The Majors

I finished reviewing the copyedited manuscript of The Dark Tower Companion over the weekend and returned it to my editor at NAL. I’ll see it again after the proofreader has had a crack at it, and then again in galley form, presumably. Less than five months until publication.

I wrote a 500 word essay for a contest after I finished as a way of changing gears again. I’m going to start working on a novel any day now, though probably not until after the end of the month. I have what I thought was the first chapter finished, but this morning I realized that there needs to be an earlier chapter and I have a lot of it in my head. It just arrived, fully formed. Cool when that happens.

I finished Double Feature by Owen King a couple of days ago and started Sweet Tooth by Ian McEwan. I’m a big fan of McEwan’s work. This one is a first person narrative about a young woman who brings down the career of a spy. Now why does that sound familiar?

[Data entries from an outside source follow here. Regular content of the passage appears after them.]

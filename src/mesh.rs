use bevy::{
    asset::RenderAssetUsages,
    mesh::{Indices, PrimitiveTopology},
    prelude::*,
};

/// Corner positions of the unit box centered on the origin.
///
/// Corners are ordered bottom face first, back (-Z) before front (+Z):
/// ```text
///     3----2          Y
///    /|   /|          |
///   7----6 |          *-- X
///   | 0--|-1         /
///   |/   |/         Z
///   4----5
/// ```
pub const BOX_CORNERS: [[f32; 3]; 8] = [
    [-0.5, -0.5, -0.5],
    [0.5, -0.5, -0.5],
    [0.5, 0.5, -0.5],
    [-0.5, 0.5, -0.5],
    [-0.5, -0.5, 0.5],
    [0.5, -0.5, 0.5],
    [0.5, 0.5, 0.5],
    [-0.5, 0.5, 0.5],
];

/// Triangle indices into [`BOX_CORNERS`], counter-clockwise when seen from outside.
pub const BOX_INDICES: [u32; 36] = [
    0, 2, 1, 0, 3, 2, // -Z
    4, 5, 6, 4, 6, 7, // +Z
    0, 4, 7, 0, 7, 3, // -X
    1, 2, 6, 1, 6, 5, // +X
    0, 1, 5, 0, 5, 4, // -Y
    3, 7, 6, 3, 6, 2, // +Y
];

/// Builds the proxy geometry the marcher is drawn on.
///
/// Positions only; the fragment shader derives everything else from the ray.
pub fn unit_box_mesh() -> Mesh {
    let mut mesh = Mesh::new(
        PrimitiveTopology::TriangleList,
        RenderAssetUsages::RENDER_WORLD,
    );
    mesh.insert_attribute(Mesh::ATTRIBUTE_POSITION, BOX_CORNERS.to_vec());
    mesh.insert_indices(Indices::U32(BOX_INDICES.to_vec()));
    mesh
}
use bevy::prelude::*;
use bevy_infinite_grid::{InfiniteGridBundle, InfiniteGridPlugin, InfiniteGridSettings};
use bevy_panorbit_camera::{PanOrbitCamera, PanOrbitCameraPlugin};
use bevy_volume_marcher::{
    VolumeMarcher, VolumeMarcherOptions, VolumeMarcherPlugin,
    env::{EnvMapSource, EnvironmentMap},
    interp::{remap, saturate},
    plugin::VolumeMarcherSet,
    types::{Point, Rgb},
    volume::VolumeField,
};
use noiz::prelude::*;

type TerrainNoise = Noise<
    LayeredNoise<
        Normed<f32>,
        Persistence,
        Octave<MixCellGradients<OrthoGrid, Smoothstep, QuickGradients>>,
    >,
>;

fn main() {
    App::new()
        .add_plugins((
            DefaultPlugins,
            VolumeMarcherPlugin::default(),
            PanOrbitCameraPlugin,
            InfiniteGridPlugin,
        ))
        .add_systems(Startup, setup)
        .add_systems(Update, animate.before(VolumeMarcherSet::Sync))
        .run();
}

fn setup(mut commands: Commands, mut images: ResMut<Assets<Image>>) -> Result {
    const RESOLUTION: usize = 96;

    commands.spawn(InfiniteGridBundle {
        settings: InfiniteGridSettings {
            fadeout_distance: 100.0,
            ..Default::default()
        },
        ..Default::default()
    });

    commands.spawn((
        Camera3d::default(),
        PanOrbitCamera {
            button_orbit: MouseButton::Right,
            button_pan: MouseButton::Middle,
            ..default()
        },
        Transform::from_xyz(8.0, 6.0, 8.0).looking_at(Vec3::Y * 2.0, Vec3::Y),
    ));

    let mut noise = TerrainNoise::default();
    noise.set_frequency(4.0);

    // Noise in [-1, 1], faded out towards the box walls so the blob stays closed.
    let volume = VolumeField::new(RESOLUTION, RESOLUTION, RESOLUTION).fill(&move |p: Point| {
        let n: f32 = noise.sample_for(Vec3::new(p.x, p.y, p.z));
        let edge = (p - Point::new(0.5, 0.5, 0.5)).abs().max() * 2.0;
        saturate(remap(n, [-1.0, 1.0], [0.0, 1.0]) * (1.0 - edge * edge) * 1.6)
    });

    let env_map = EnvironmentMap::from_fn(256, 128, |dir| {
        Rgb::new(0.6, 0.7, 0.9) * (0.5 + 0.5 * dir.y) + Rgb::repeat(0.1)
    })?
    .to_image();
    let env_map = EnvMapSource::new(images.add(env_map.clone()), &env_map);

    commands.spawn((
        VolumeMarcher::new(VolumeMarcherOptions {
            env_map: Some(env_map),
            env_map_intensity: 1.5,
            metalness: 0.9,
            roughness: 0.25,
            ..VolumeMarcherOptions::new(images.add(volume.to_image()?))
        }),
        Transform::from_xyz(0.0, 2.5, 0.0).with_scale(Vec3::splat(5.0)),
    ));
    Ok(())
}

/// Sweeps the threshold and ripples the surface. Only uniforms change: no recompiles.
fn animate(time: Res<Time>, mut query: Query<&mut VolumeMarcher>) {
    let t = time.elapsed_secs();
    for mut marcher in query.iter_mut() {
        marcher.set_threshold(0.45 + 0.1 * (t * 0.5).sin());
        marcher.set_displacement_frequency(12.0);
        marcher.set_displacement_scale(0.01 + 0.01 * (t * 1.3).sin().abs());
    }
}
use bevy::prelude::*;
use bevy_infinite_grid::{InfiniteGridBundle, InfiniteGridPlugin, InfiniteGridSettings};
use bevy_panorbit_camera::{PanOrbitCamera, PanOrbitCameraPlugin};
use bevy_volume_marcher::{
    VolumeMarcher, VolumeMarcherOptions, VolumeMarcherPlugin,
    env::{EnvMapSource, EnvironmentMap},
    types::{Point, Rgb, Vector},
    volume::VolumeField,
};

fn main() {
    App::new()
        .add_plugins((
            DefaultPlugins,
            VolumeMarcherPlugin::default(),
            PanOrbitCameraPlugin,
            InfiniteGridPlugin,
        ))
        .add_systems(Startup, setup)
        .add_systems(Update, toggle_env_map)
        .run();
}

/// Environment image, kept so it can be rebound after being cleared.
#[derive(Resource)]
struct Sky(EnvMapSource);

/// Bright sky above, dark ground below, and a small sun.
fn sky(dir: Vector) -> Rgb {
    let sun = Vector::new(0.4, 0.7, 0.3).normalize();
    let horizon = Rgb::new(0.9, 0.85, 0.8);
    let zenith = Rgb::new(0.2, 0.4, 0.9);
    let ground = Rgb::new(0.15, 0.12, 0.1);
    let base = if dir.y >= 0.0 {
        horizon.lerp(&zenith, dir.y)
    } else {
        horizon.lerp(&ground, (-dir.y).min(1.0).sqrt())
    };
    base + Rgb::repeat(8.0 * dir.dot(&sun).max(0.0).powi(256))
}

fn setup(mut commands: Commands, mut images: ResMut<Assets<Image>>) -> Result {
    const RESOLUTION: usize = 64;

    commands.spawn(InfiniteGridBundle {
        settings: InfiniteGridSettings {
            fadeout_distance: 100.0,
            ..Default::default()
        },
        ..Default::default()
    });

    commands.spawn((
        Camera3d::default(),
        PanOrbitCamera {
            button_orbit: MouseButton::Right,
            button_pan: MouseButton::Middle,
            ..default()
        },
        Transform::from_xyz(-6.0, 5.0, -6.0).looking_at(Vec3::Y * 2.0, Vec3::Y),
    ));

    let center = Point::new(0.5, 0.5, 0.5);
    let volume = VolumeField::new(RESOLUTION, RESOLUTION, RESOLUTION)
        .fill(&move |p: Point| (1.0 - (p - center).norm() / 0.5).clamp(0.0, 1.0));
    let volume = images.add(volume.to_image()?);

    let env_map = EnvironmentMap::from_fn(512, 256, sky)?.to_image();
    let env_map = EnvMapSource::new(images.add(env_map.clone()), &env_map);
    commands.insert_resource(Sky(env_map.clone()));

    commands.spawn((
        VolumeMarcher::new(VolumeMarcherOptions {
            env_map: Some(env_map),
            metalness: 0.2,
            roughness: 0.3,
            threshold: 0.4,
            ..VolumeMarcherOptions::new(volume)
        }),
        Transform::from_xyz(0.0, 2.0, 0.0).with_scale(Vec3::splat(4.0)),
    ));
    Ok(())
}

/// `E` toggles the environment map, which swaps shader variants.
fn toggle_env_map(
    keyboard: Res<ButtonInput<KeyCode>>,
    sky: Res<Sky>,
    mut query: Query<&mut VolumeMarcher>,
) {
    if !keyboard.just_pressed(KeyCode::KeyE) {
        return;
    }
    for mut marcher in query.iter_mut() {
        let next = match marcher.env_map() {
            Some(_) => None,
            None => Some(sky.0.clone()),
        };
        if marcher.set_env_map(next) {
            info!("environment map toggled, recompiling");
        }
    }
}
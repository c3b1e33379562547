use nalgebra::{Point3, Vector3};

/// Scalar field value at a point in space.
pub type Value = f32;

/// A 3D point with [`Value`] components.
pub type Point = Point3<Value>;

/// A 3D vector with [`Value`] components.
pub type Vector = Vector3<Value>;

/// Linear RGB color.
pub type Rgb = Vector3<Value>;

/// A scalar field function: maps a normalized `[0, 1]^3` [`Point`] to a density [`Value`].
///
/// Return values **at or above** the marcher's threshold are considered "inside" the surface.
pub type CompiledFunction = dyn Fn(Point) -> Value + Sync;
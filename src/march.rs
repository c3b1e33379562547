//! Ray setup and fixed-step traversal through the unit cube.
//!
//! The cube spans `[-0.5, 0.5]^3` in local space; volume coordinates are the local
//! position shifted by `0.5`. Everything here mirrors the fragment shader in
//! `shaders/volume_marcher.wgsl`.

use nalgebra::Matrix4;

use crate::{
    types::{Point, Value, Vector},
    volume::VolumeField,
};

/// Fixed number of traversal steps per ray.
///
/// Shells thinner than one step (`sqrt(3) / STEPS` in local units) can be missed.
pub const STEPS: u32 = 512;

/// Length of the unit cube's diagonal.
pub const CUBE_DIAGONAL: Value = 1.732_050_8;

/// Distance advanced per step. `STEPS * STEP_SIZE` covers the whole diagonal.
pub const STEP_SIZE: Value = CUBE_DIAGONAL / STEPS as Value;

/// Per-march parameters. Read-only for the duration of a frame.
#[derive(Clone, Copy, Debug, PartialEq)]
pub struct MarchParams {
    /// Density level of the implicit surface. A sample crosses when `density >= threshold`.
    pub threshold: Value,
    /// Spatial frequency of the sine displacement, in radians per local unit.
    pub displacement_frequency: Value,
    /// Amplitude of the sine displacement, in local units.
    pub displacement_scale: Value,
}

impl Default for MarchParams {
    fn default() -> Self {
        Self {
            threshold: 0.5,
            displacement_frequency: 0.0,
            displacement_scale: 0.0,
        }
    }
}

impl MarchParams {
    pub fn displacement_enabled(&self) -> bool {
        self.displacement_frequency > 0.0 && self.displacement_scale > 0.0
    }

    /// Applies the displacement to a local-space sampling position.
    ///
    /// `p + scale * sin(frequency * p.zxy)`, component-wise. Identity when disabled.
    #[inline]
    pub fn displace(&self, p: Point) -> Point {
        if !self.displacement_enabled() {
            return p;
        }
        let f = self.displacement_frequency;
        let offset = Vector::new((f * p.z).sin(), (f * p.x).sin(), (f * p.y).sin());
        p + offset * self.displacement_scale
    }

    /// Samples the volume at a local-space position, displacement included.
    #[inline]
    pub fn density(&self, volume: &VolumeField, local: Point) -> Value {
        let p = self.displace(local);
        volume.sample(Point::new(p.x + 0.5, p.y + 0.5, p.z + 0.5))
    }
}

/// A ray in the cube's local space. `direction` is unit length.
#[derive(Clone, Copy, Debug, PartialEq)]
pub struct Ray {
    pub origin: Point,
    pub direction: Vector,
}

impl Ray {
    /// Creates a ray, normalizing `direction`. Returns `None` for a zero direction.
    pub fn new(origin: Point, direction: Vector) -> Option<Self> {
        let direction = direction.try_normalize(Value::EPSILON)?;
        Some(Self { origin, direction })
    }

    /// Builds the local-space ray from the camera through a fragment on the cube's surface.
    ///
    /// Both positions are in world space; `world_from_local` is the cube's model matrix.
    /// Returns `None` when the transform is not invertible or the two points coincide.
    pub fn from_world(
        camera: Point,
        fragment: Point,
        world_from_local: &Matrix4<Value>,
    ) -> Option<Self> {
        let local_from_world = world_from_local.try_inverse()?;
        let origin = local_from_world.transform_point(&camera);
        let target = local_from_world.transform_point(&fragment);
        Self::new(origin, target - origin)
    }

    /// Point along the ray at parameter `t`.
    #[inline]
    pub fn at(&self, t: Value) -> Point {
        self.origin + self.direction * t
    }
}

/// Slab intersection against the unit cube.
///
/// Returns `(t_near, t_far)` with `t_near` clipped to `0` when the origin is inside the
/// cube, or `None` if the ray misses it or the cube lies entirely behind the origin.
pub fn intersect_unit_cube(ray: &Ray) -> Option<(Value, Value)> {
    let mut t_near = Value::NEG_INFINITY;
    let mut t_far = Value::INFINITY;
    for axis in 0..3 {
        let o = ray.origin[axis];
        let d = ray.direction[axis];
        if d.abs() < Value::EPSILON {
            if !(-0.5..=0.5).contains(&o) {
                return None;
            }
            continue;
        }
        let inv = 1.0 / d;
        let t0 = (-0.5 - o) * inv;
        let t1 = (0.5 - o) * inv;
        t_near = t_near.max(t0.min(t1));
        t_far = t_far.min(t0.max(t1));
    }
    let t_near = t_near.max(0.0);
    if t_far < t_near {
        return None;
    }
    Some((t_near, t_far))
}

/// The first sample along a ray whose density reached the threshold.
#[derive(Clone, Copy, Debug, PartialEq)]
pub struct Crossing {
    /// Local-space position of the crossing sample.
    pub position: Point,
    /// Ray parameter of the crossing.
    pub t: Value,
    /// Ray parameter where the ray entered (or started inside) the cube.
    pub t_entry: Value,
    /// Index of the crossing step, `0..STEPS`.
    pub step: u32,
    /// Sampled density at the crossing.
    pub density: Value,
}

/// Marches `ray` through `volume` and returns the first threshold crossing.
///
/// At most [`STEPS`] samples are taken, [`STEP_SIZE`] apart, starting at the cube entry.
/// `None` means the ray left the cube (or ran out of steps) without crossing, and the
/// invocation should be discarded.
pub fn march(ray: &Ray, params: &MarchParams, volume: &VolumeField) -> Option<Crossing> {
    let (t_entry, t_far) = intersect_unit_cube(ray)?;
    let mut t = t_entry;
    for step in 0..STEPS {
        if t > t_far {
            break;
        }
        let position = ray.at(t);
        let density = params.density(volume, position);
        if density >= params.threshold {
            return Some(Crossing {
                position,
                t,
                t_entry,
                step,
                density,
            });
        }
        t += STEP_SIZE;
    }
    None
}

#[cfg(test)]
mod tests {
    use super::*;

    fn sphere_volume() -> VolumeField {
        VolumeField::new(32, 32, 32).fill(&|p: Point| {
            let d = (p - Point::new(0.5, 0.5, 0.5)).norm();
            if d < 0.3 { 1.0 } else { 0.0 }
        })
    }

    #[test]
    fn steps_cover_the_diagonal() {
        assert!(STEPS as Value * STEP_SIZE >= 3.0_f32.sqrt() - 1e-5);
    }

    #[test]
    fn cube_intersection_from_outside_and_inside() {
        let outside = Ray::new(Point::new(0.0, 0.0, -2.0), Vector::z()).unwrap();
        let (near, far) = intersect_unit_cube(&outside).unwrap();
        assert!((near - 1.5).abs() < 1e-6);
        assert!((far - 2.5).abs() < 1e-6);

        let inside = Ray::new(Point::origin(), Vector::x()).unwrap();
        let (near, far) = intersect_unit_cube(&inside).unwrap();
        assert_eq!(near, 0.0);
        assert!((far - 0.5).abs() < 1e-6);

        let miss = Ray::new(Point::new(2.0, 0.0, -2.0), Vector::z()).unwrap();
        assert!(intersect_unit_cube(&miss).is_none());

        let behind = Ray::new(Point::new(0.0, 0.0, 2.0), Vector::z()).unwrap();
        assert!(intersect_unit_cube(&behind).is_none());
    }

    #[test]
    fn dense_volume_crosses_at_entry() {
        let volume = VolumeField::new(4, 4, 4).fill(&|_| 1.0);
        let directions = [
            Vector::new(0.0, 0.0, 1.0),
            Vector::new(0.3, -0.2, 1.0),
            Vector::new(-1.0, 0.4, 0.1),
        ];
        for threshold in [0.0, 0.25, 0.5, 1.0] {
            let params = MarchParams {
                threshold,
                ..Default::default()
            };
            for d in directions {
                let ray = Ray::new(Point::origin() - d.normalize() * 3.0, d).unwrap();
                let crossing = march(&ray, &params, &volume).expect("dense volume must cross");
                assert_eq!(crossing.step, 0);
                assert_eq!(crossing.t, crossing.t_entry);
                assert!(crossing.density >= threshold);
            }
        }
    }

    #[test]
    fn empty_volume_never_crosses() {
        let volume = VolumeField::new(4, 4, 4).fill(&|_| 0.2);
        for threshold in [0.3, 0.5, 1.0] {
            let params = MarchParams {
                threshold,
                ..Default::default()
            };
            let ray = Ray::new(Point::new(0.1, 0.2, -3.0), Vector::new(0.0, 0.0, 1.0)).unwrap();
            assert!(march(&ray, &params, &volume).is_none());
        }
    }

    #[test]
    fn sphere_crossing_through_center() {
        let volume = sphere_volume();
        let ray = Ray::new(Point::new(0.0, 0.0, -2.0), Vector::z()).unwrap();
        let crossing = march(&ray, &MarchParams::default(), &volume).unwrap();
        // Entry at z = -0.5, surface at z = -0.3.
        assert!((crossing.t - crossing.t_entry - 0.2).abs() < 0.03);
        assert!(crossing.density >= 0.5 && crossing.step > 0);
        assert!(((crossing.position - Point::origin()).norm() - 0.3).abs() < 0.03);
    }

    #[test]
    fn corner_grazing_ray_misses_sphere() {
        let volume = sphere_volume();
        let ray = Ray::new(Point::new(0.45, 0.45, -2.0), Vector::z()).unwrap();
        assert!(intersect_unit_cube(&ray).is_some());
        assert!(march(&ray, &MarchParams::default(), &volume).is_none());
    }

    #[test]
    fn camera_inside_volume_starts_at_origin() {
        let volume = sphere_volume();
        let ray = Ray::new(Point::origin(), Vector::y()).unwrap();
        let crossing = march(&ray, &MarchParams::default(), &volume).unwrap();
        assert_eq!(crossing.t_entry, 0.0);
        assert_eq!(crossing.step, 0);
    }

    #[test]
    fn displacement_moves_the_crossing() {
        let volume = sphere_volume();
        let ray = Ray::new(Point::new(0.1, 0.05, -2.0), Vector::z()).unwrap();
        let flat = march(&ray, &MarchParams::default(), &volume).unwrap();
        let params = MarchParams {
            displacement_frequency: 10.0,
            displacement_scale: 0.08,
            ..Default::default()
        };
        let rippled = march(&ray, &params, &volume).unwrap();
        assert!((flat.t - rippled.t).abs() > STEP_SIZE);
    }

    #[test]
    fn displacement_disabled_when_either_factor_is_zero() {
        let p = Point::new(0.1, 0.2, 0.3);
        let only_frequency = MarchParams {
            displacement_frequency: 4.0,
            ..Default::default()
        };
        let only_scale = MarchParams {
            displacement_scale: 0.1,
            ..Default::default()
        };
        assert_eq!(only_frequency.displace(p), p);
        assert_eq!(only_scale.displace(p), p);
    }

    #[test]
    fn world_rays_are_brought_into_local_space() {
        let world_from_local =
            Matrix4::new_translation(&Vector::new(5.0, 0.0, 0.0)) * Matrix4::new_scaling(2.0);
        let ray = Ray::from_world(
            Point::new(5.0, 0.0, -4.0),
            Point::new(5.0, 0.0, -1.0),
            &world_from_local,
        )
        .unwrap();
        assert!((ray.origin - Point::new(0.0, 0.0, -2.0)).norm() < 1e-5);
        assert!((ray.direction - Vector::z()).norm() < 1e-5);

        assert!(Ray::from_world(Point::origin(), Point::new(1.0, 0.0, 0.0), &Matrix4::zeros()).is_none());
    }
}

I’ve been watching Weeds in small bites for the past few weeks. With 25 minute episodes, it’s easy to sneak one in here and there. All sorts of surprising performances by players in bit parts. One of my favorites is Lee Majors as the weird guy from the Minutemen. Majors has his moments. He was okay in Fall Guy, but his acting skills have always been kind of iffy. He leaps into this part, though. Albert Brooks was great as Andy’s dad, too. The shift to Ren Mar in season 4 allows them to switch things up quite a bit. I like Mary Louise Parker a lot. Her eyes look almost black and they’re usually so widely open they seem in danger of falling out. There’s one rather disconcerting scene when the family is seated at the table and she’s apologizing to them in turn. The camera is straight on and the other characters aren’t visible. She looks from left to right and for one second she looks straight at the camera, which is generally a no-no. As I said: disconcerting.

I finally got around to watching last week’s two-hour Burn Notice, which was really just two episodes mashed together. There always finding new ways to switch things up and keep Michael from settling down permanently. They even torched his apartment, so that’s different.

The “documentary” gag has been used a bunch of times before. On Castle this week, the film crew wasn’t following Beckett or Castle, but rather the rock band that became wrapped up in a murder investigation. The way most of the characters played up to the camera was a little hokey, but I liked the way Beckett handled it at the end. She seems so uptight much of the time that when she has fun and does something spontaneous, it’s a surprise.

NCIS was a little different this week, too. I didn’t know it was going to be a two-parter, for one thing, but the focus of the episode wasn’t so much on the crime as on the PTSD suffered by the suspected killer. And then the nifty reveal at the end. Well done. Haven’t had time to watch the 90-minute Sons of Anarchy from last night yet, though. There are too many shows on at 9 p.m. Central. Last night there was NCIS and then nothing for an hour and then three shows I like all at once.